===== DATA FOR PROCESSING =====
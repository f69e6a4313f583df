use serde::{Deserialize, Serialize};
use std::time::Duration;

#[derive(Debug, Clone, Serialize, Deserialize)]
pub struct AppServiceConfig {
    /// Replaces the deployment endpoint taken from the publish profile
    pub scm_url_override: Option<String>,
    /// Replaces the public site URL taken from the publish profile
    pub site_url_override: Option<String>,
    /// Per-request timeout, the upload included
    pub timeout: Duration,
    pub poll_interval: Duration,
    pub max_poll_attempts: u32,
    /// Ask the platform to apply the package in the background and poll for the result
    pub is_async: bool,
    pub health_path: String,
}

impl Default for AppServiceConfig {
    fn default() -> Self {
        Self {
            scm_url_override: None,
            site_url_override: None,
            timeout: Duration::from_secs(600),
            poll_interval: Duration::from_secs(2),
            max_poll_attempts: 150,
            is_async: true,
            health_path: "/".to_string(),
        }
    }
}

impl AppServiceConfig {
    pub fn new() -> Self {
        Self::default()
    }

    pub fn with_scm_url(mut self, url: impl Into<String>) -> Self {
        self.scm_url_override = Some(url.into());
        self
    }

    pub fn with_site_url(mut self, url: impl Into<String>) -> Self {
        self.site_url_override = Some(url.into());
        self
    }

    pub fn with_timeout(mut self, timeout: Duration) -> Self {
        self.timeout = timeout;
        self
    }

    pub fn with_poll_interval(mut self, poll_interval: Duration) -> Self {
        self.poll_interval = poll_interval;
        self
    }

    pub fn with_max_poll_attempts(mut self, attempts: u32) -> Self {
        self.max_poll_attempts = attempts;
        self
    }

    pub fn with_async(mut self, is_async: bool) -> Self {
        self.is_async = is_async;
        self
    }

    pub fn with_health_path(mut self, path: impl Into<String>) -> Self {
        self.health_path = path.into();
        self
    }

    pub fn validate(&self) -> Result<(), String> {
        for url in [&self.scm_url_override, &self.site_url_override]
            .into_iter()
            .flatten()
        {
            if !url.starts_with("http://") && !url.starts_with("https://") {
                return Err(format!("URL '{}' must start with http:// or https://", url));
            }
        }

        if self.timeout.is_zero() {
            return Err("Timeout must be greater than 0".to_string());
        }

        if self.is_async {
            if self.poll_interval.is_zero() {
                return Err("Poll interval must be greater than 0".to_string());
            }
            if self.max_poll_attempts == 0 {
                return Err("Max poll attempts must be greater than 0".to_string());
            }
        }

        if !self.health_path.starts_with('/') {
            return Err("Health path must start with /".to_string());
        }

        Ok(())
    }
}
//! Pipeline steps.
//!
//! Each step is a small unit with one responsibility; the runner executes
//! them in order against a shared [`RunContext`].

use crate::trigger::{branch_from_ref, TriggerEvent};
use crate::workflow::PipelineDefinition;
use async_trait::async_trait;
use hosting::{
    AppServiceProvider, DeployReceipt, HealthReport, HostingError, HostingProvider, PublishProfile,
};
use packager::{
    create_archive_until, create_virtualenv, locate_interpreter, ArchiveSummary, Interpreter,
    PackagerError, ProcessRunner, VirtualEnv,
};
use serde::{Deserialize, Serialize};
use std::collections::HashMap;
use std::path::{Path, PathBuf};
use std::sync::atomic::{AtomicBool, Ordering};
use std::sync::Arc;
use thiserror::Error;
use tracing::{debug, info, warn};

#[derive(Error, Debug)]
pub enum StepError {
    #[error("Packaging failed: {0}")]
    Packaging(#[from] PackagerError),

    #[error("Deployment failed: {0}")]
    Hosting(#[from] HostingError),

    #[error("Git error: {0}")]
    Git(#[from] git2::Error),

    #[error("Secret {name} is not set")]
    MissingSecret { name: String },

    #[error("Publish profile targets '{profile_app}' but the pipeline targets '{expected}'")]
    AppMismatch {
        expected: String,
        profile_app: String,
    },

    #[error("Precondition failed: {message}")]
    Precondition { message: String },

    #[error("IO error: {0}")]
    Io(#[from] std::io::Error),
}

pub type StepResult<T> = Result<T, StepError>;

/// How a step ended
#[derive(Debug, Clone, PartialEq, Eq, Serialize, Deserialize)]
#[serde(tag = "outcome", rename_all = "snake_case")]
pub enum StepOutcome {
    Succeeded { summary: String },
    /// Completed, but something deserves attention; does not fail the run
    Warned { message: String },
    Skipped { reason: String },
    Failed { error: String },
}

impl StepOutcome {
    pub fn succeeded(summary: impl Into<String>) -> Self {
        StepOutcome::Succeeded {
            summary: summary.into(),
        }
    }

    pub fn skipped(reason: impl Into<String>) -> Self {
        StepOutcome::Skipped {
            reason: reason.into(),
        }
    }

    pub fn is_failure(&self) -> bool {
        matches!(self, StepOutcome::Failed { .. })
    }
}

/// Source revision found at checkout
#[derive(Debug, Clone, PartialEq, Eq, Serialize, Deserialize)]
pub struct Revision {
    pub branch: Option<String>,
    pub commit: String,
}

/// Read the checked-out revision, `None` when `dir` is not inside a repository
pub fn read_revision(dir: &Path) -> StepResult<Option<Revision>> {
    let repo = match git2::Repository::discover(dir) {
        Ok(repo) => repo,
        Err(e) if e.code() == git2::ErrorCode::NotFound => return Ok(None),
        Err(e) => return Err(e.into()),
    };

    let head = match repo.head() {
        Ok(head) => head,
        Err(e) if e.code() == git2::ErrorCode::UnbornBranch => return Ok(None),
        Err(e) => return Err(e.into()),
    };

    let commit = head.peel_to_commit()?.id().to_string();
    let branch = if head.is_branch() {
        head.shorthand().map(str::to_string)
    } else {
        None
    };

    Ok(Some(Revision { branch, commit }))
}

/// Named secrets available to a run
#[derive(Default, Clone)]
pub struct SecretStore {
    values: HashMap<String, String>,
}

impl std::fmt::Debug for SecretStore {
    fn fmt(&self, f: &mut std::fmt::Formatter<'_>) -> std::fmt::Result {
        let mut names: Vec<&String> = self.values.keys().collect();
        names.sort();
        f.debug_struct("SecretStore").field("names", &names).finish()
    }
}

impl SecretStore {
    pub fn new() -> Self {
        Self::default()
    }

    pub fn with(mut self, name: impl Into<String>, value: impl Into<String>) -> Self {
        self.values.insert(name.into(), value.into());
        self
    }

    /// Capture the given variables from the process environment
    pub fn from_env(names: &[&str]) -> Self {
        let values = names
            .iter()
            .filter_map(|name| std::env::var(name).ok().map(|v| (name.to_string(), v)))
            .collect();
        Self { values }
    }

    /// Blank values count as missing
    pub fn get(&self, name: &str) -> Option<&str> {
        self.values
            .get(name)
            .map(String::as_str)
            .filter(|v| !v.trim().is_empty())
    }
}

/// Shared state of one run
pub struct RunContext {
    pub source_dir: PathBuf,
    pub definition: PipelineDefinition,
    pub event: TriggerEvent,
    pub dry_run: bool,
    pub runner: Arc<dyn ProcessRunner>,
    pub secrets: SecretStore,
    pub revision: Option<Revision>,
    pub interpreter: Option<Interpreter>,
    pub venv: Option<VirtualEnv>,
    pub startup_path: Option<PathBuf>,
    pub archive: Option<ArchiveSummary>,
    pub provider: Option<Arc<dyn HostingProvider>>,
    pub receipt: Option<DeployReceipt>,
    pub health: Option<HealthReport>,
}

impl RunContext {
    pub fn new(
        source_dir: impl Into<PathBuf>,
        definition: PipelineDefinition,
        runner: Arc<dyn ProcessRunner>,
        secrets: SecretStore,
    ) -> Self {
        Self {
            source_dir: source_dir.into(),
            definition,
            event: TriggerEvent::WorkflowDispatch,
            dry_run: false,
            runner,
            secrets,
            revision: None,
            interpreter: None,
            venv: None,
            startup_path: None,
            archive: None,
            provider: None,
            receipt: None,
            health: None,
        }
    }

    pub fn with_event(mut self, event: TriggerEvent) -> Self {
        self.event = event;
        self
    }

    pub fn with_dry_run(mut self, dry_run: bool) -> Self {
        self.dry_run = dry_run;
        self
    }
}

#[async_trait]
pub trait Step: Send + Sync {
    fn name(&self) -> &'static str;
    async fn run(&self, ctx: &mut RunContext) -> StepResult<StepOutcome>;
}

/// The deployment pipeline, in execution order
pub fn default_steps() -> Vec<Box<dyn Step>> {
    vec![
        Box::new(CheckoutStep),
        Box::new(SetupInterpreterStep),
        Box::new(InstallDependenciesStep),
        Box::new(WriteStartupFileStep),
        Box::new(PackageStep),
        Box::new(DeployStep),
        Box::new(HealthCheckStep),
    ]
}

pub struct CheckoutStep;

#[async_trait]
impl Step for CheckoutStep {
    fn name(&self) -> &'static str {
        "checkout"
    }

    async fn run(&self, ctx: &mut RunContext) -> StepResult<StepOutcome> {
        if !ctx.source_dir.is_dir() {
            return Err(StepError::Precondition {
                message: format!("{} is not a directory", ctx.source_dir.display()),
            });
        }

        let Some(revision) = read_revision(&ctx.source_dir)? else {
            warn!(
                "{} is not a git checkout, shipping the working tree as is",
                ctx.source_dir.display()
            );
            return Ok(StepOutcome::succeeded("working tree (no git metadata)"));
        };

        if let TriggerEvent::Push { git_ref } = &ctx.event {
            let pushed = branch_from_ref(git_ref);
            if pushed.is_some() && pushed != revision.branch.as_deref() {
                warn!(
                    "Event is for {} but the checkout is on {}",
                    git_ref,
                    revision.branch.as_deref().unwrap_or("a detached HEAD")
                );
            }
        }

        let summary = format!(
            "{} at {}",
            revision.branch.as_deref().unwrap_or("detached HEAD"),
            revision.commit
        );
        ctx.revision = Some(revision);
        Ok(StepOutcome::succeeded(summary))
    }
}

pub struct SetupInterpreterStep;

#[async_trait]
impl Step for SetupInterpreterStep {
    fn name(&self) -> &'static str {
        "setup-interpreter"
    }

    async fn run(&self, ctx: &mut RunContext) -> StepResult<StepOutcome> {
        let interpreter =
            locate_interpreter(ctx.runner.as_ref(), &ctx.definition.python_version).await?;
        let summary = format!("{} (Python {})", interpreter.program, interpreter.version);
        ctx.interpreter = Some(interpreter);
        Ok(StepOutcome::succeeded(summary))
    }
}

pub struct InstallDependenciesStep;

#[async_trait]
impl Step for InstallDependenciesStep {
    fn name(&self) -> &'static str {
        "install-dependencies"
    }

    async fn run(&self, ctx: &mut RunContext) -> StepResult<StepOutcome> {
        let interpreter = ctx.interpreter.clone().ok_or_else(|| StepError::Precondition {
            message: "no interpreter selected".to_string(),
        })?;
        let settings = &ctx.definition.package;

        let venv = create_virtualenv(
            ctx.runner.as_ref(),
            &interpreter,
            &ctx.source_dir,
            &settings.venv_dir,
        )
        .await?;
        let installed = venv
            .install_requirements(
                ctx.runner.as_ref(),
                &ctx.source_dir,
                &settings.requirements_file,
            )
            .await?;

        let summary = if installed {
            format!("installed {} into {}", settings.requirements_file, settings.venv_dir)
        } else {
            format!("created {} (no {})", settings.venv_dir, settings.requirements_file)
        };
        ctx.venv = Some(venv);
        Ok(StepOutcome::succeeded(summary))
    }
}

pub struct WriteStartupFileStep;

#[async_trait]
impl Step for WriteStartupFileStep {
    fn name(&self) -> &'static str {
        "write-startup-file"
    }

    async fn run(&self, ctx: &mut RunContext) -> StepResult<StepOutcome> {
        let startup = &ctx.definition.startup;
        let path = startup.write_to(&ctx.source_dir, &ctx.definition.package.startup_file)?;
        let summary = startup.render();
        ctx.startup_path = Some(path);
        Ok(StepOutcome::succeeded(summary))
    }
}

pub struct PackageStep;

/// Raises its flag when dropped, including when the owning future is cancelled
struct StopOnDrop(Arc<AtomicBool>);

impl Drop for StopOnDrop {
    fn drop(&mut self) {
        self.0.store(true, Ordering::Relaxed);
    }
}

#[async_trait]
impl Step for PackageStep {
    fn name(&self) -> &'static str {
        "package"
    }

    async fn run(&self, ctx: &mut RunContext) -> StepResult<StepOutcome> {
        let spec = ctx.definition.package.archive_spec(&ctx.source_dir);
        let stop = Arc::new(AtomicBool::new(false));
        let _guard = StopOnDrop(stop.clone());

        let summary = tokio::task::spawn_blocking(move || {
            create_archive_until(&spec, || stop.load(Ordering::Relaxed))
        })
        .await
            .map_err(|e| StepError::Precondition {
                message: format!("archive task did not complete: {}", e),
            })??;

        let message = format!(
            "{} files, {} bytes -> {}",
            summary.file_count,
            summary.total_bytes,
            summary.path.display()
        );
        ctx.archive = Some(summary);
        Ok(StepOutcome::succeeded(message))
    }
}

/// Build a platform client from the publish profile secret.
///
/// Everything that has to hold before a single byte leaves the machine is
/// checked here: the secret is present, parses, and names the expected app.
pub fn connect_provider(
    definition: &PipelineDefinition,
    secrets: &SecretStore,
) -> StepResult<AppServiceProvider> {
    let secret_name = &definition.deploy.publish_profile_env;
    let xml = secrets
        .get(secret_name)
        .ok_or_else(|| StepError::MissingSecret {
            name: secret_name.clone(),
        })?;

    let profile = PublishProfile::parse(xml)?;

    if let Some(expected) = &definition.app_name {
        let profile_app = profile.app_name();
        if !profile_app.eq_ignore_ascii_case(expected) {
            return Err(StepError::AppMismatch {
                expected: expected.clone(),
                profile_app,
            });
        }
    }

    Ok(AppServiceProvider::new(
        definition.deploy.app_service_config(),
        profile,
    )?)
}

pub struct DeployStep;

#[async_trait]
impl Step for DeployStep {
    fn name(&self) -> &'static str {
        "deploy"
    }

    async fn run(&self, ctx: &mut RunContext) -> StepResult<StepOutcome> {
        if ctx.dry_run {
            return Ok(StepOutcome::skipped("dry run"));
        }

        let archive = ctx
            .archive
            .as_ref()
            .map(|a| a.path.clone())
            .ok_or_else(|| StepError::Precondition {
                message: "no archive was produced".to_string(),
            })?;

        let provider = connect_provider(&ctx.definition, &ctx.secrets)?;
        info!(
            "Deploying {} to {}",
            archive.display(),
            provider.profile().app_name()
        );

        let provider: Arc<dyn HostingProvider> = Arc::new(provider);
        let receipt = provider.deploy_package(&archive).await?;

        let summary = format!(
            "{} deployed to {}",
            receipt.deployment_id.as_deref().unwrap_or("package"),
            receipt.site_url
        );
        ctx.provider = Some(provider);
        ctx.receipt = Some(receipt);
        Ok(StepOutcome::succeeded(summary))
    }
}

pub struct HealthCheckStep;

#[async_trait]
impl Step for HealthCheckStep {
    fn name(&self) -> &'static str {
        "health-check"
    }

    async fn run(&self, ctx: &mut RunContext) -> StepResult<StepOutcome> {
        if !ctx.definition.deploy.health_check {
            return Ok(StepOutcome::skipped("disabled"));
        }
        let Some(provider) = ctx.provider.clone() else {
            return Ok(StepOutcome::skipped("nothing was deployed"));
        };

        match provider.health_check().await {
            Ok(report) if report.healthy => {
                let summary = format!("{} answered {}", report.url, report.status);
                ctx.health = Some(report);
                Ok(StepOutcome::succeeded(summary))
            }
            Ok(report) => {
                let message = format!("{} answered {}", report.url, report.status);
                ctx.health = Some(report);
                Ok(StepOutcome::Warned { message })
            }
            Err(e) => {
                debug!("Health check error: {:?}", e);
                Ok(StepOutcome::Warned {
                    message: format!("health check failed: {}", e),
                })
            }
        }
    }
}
=====
» PROBLEM REQUIREMENTS
Search the entries above for the word "PackagerError" and copy each line where it appears.

» REPLY
    PackagerError, ProcessRunner, VirtualEnv,
    Packaging(#[from] PackagerError),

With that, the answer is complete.